§ YOUR ASSIGNMENT: Every line of the records below should be restated exactly.

+ + +

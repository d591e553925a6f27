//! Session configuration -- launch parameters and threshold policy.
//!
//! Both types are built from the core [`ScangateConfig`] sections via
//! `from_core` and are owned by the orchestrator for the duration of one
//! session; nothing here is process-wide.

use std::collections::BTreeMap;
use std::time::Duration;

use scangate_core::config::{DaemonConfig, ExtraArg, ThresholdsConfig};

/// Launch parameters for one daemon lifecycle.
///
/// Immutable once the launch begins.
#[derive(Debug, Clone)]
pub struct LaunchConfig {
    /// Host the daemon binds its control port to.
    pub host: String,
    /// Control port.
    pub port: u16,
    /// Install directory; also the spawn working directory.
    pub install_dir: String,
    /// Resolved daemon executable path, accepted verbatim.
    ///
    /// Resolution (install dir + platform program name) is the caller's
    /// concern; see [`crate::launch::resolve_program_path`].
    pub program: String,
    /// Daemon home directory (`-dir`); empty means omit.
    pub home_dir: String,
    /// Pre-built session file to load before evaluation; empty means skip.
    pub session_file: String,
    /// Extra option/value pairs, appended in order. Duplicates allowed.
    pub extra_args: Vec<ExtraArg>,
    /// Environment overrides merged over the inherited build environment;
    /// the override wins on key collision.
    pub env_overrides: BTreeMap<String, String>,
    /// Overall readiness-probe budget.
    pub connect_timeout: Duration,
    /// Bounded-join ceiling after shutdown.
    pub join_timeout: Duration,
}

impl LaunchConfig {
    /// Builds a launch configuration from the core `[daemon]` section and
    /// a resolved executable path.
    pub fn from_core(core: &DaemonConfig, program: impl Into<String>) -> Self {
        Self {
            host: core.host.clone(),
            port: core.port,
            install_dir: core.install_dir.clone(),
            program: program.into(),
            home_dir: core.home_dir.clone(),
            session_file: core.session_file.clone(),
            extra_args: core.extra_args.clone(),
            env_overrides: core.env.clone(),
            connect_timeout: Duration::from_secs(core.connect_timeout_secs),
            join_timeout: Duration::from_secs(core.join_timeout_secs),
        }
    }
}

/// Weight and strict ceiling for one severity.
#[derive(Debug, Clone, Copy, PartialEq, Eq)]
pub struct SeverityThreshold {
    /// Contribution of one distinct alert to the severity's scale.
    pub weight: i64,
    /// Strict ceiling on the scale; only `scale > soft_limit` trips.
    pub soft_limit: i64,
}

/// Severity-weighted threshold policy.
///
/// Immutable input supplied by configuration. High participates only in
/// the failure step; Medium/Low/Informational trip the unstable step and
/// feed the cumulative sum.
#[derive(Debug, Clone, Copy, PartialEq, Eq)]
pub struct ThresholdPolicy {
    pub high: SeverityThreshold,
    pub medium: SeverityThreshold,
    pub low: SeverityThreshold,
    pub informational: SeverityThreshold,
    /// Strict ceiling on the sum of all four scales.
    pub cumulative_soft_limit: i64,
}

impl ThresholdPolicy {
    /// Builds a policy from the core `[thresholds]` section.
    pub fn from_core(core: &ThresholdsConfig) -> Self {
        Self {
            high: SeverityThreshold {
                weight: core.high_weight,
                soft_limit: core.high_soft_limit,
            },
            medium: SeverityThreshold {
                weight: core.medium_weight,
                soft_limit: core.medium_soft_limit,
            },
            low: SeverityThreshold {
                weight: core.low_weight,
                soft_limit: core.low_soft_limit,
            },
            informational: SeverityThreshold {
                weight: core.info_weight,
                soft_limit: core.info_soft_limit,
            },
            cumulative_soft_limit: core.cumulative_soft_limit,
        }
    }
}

+ + +

§ RESPONSE AREA:
repository d591e553925a6f27
//! Session configuration -- launch parameters and threshold policy.
//!
//! Both types are built from the core [`ScangateConfig`] sections via
//! `from_core` and are owned by the orchestrator for the duration of one
//! session; nothing here is process-wide.

use std::collections::BTreeMap;
use std::time::Duration;

use scangate_core::config::{DaemonConfig, ExtraArg, ThresholdsConfig};

/// Launch parameters for one daemon lifecycle.
///
/// Immutable once the launch begins.
#[derive(Debug, Clone)]
pub struct LaunchConfig {
    /// Host the daemon binds its control port to.
    pub host: String,
    /// Control port.
    pub port: u16,
    /// Install directory; also the spawn working directory.
    pub install_dir: String,
    /// Resolved daemon executable path, accepted verbatim.
    ///
    /// Resolution (install dir + platform program name) is the caller's
    /// concern; see [`crate::launch::resolve_program_path`].
    pub program: String,
    /// Daemon home directory (`-dir`); empty means omit.
    pub home_dir: String,
    /// Pre-built session file to load before evaluation; empty means skip.
    pub session_file: String,
    /// Extra option/value pairs, appended in order. Duplicates allowed.
    pub extra_args: Vec<ExtraArg>,
    /// Environment overrides merged over the inherited build environment;
    /// the override wins on key collision.
    pub env_overrides: BTreeMap<String, String>,
    /// Overall readiness-probe budget.
    pub connect_timeout: Duration,
    /// Bounded-join ceiling after shutdown.
    pub join_timeout: Duration,
}

impl LaunchConfig {
    /// Builds a launch configuration from the core `[daemon]` section and
    /// a resolved executable path.
    pub fn from_core(core: &DaemonConfig, program: impl Into<String>) -> Self {
        Self {
            host: core.host.clone(),
            port: core.port,
            install_dir: core.install_dir.clone(),
            program: program.into(),
            home_dir: core.home_dir.clone(),
            session_file: core.session_file.clone(),
            extra_args: core.extra_args.clone(),
            env_overrides: core.env.clone(),
            connect_timeout: Duration::from_secs(core.connect_timeout_secs),
            join_timeout: Duration::from_secs(core.join_timeout_secs),
        }
    }
}

/// Weight and strict ceiling for one severity.
#[derive(Debug, Clone, Copy, PartialEq, Eq)]
pub struct SeverityThreshold {
    /// Contribution of one distinct alert to the severity's scale.
    pub weight: i64,
    /// Strict ceiling on the scale; only `scale > soft_limit` trips.
    pub soft_limit: i64,
}

/// Severity-weighted threshold policy.
///
/// Immutable input supplied by configuration. High participates only in
/// the failure step; Medium/Low/Informational trip the unstable step and
/// feed the cumulative sum.
#[derive(Debug, Clone, Copy, PartialEq, Eq)]
pub struct ThresholdPolicy {
    pub high: SeverityThreshold,
    pub medium: SeverityThreshold,
    pub low: SeverityThreshold,
    pub informational: SeverityThreshold,
    /// Strict ceiling on the sum of all four scales.
    pub cumulative_soft_limit: i64,
}

impl ThresholdPolicy {
    /// Builds a policy from the core `[thresholds]` section.
    pub fn from_core(core: &ThresholdsConfig) -> Self {
        Self {
            high: SeverityThreshold {
                weight: core.high_weight,
                soft_limit: core.high_soft_limit,
            },
            medium: SeverityThreshold {
                weight: core.medium_weight,
                soft_limit: core.medium_soft_limit,
            },
            low: SeverityThreshold {
                weight: core.low_weight,
                soft_limit: core.low_soft_limit,
            },
            informational: SeverityThreshold {
                weight: core.info_weight,
                soft_limit: core.info_soft_limit,
            },
            cumulative_soft_limit: core.cumulative_soft_limit,
        }
    }
}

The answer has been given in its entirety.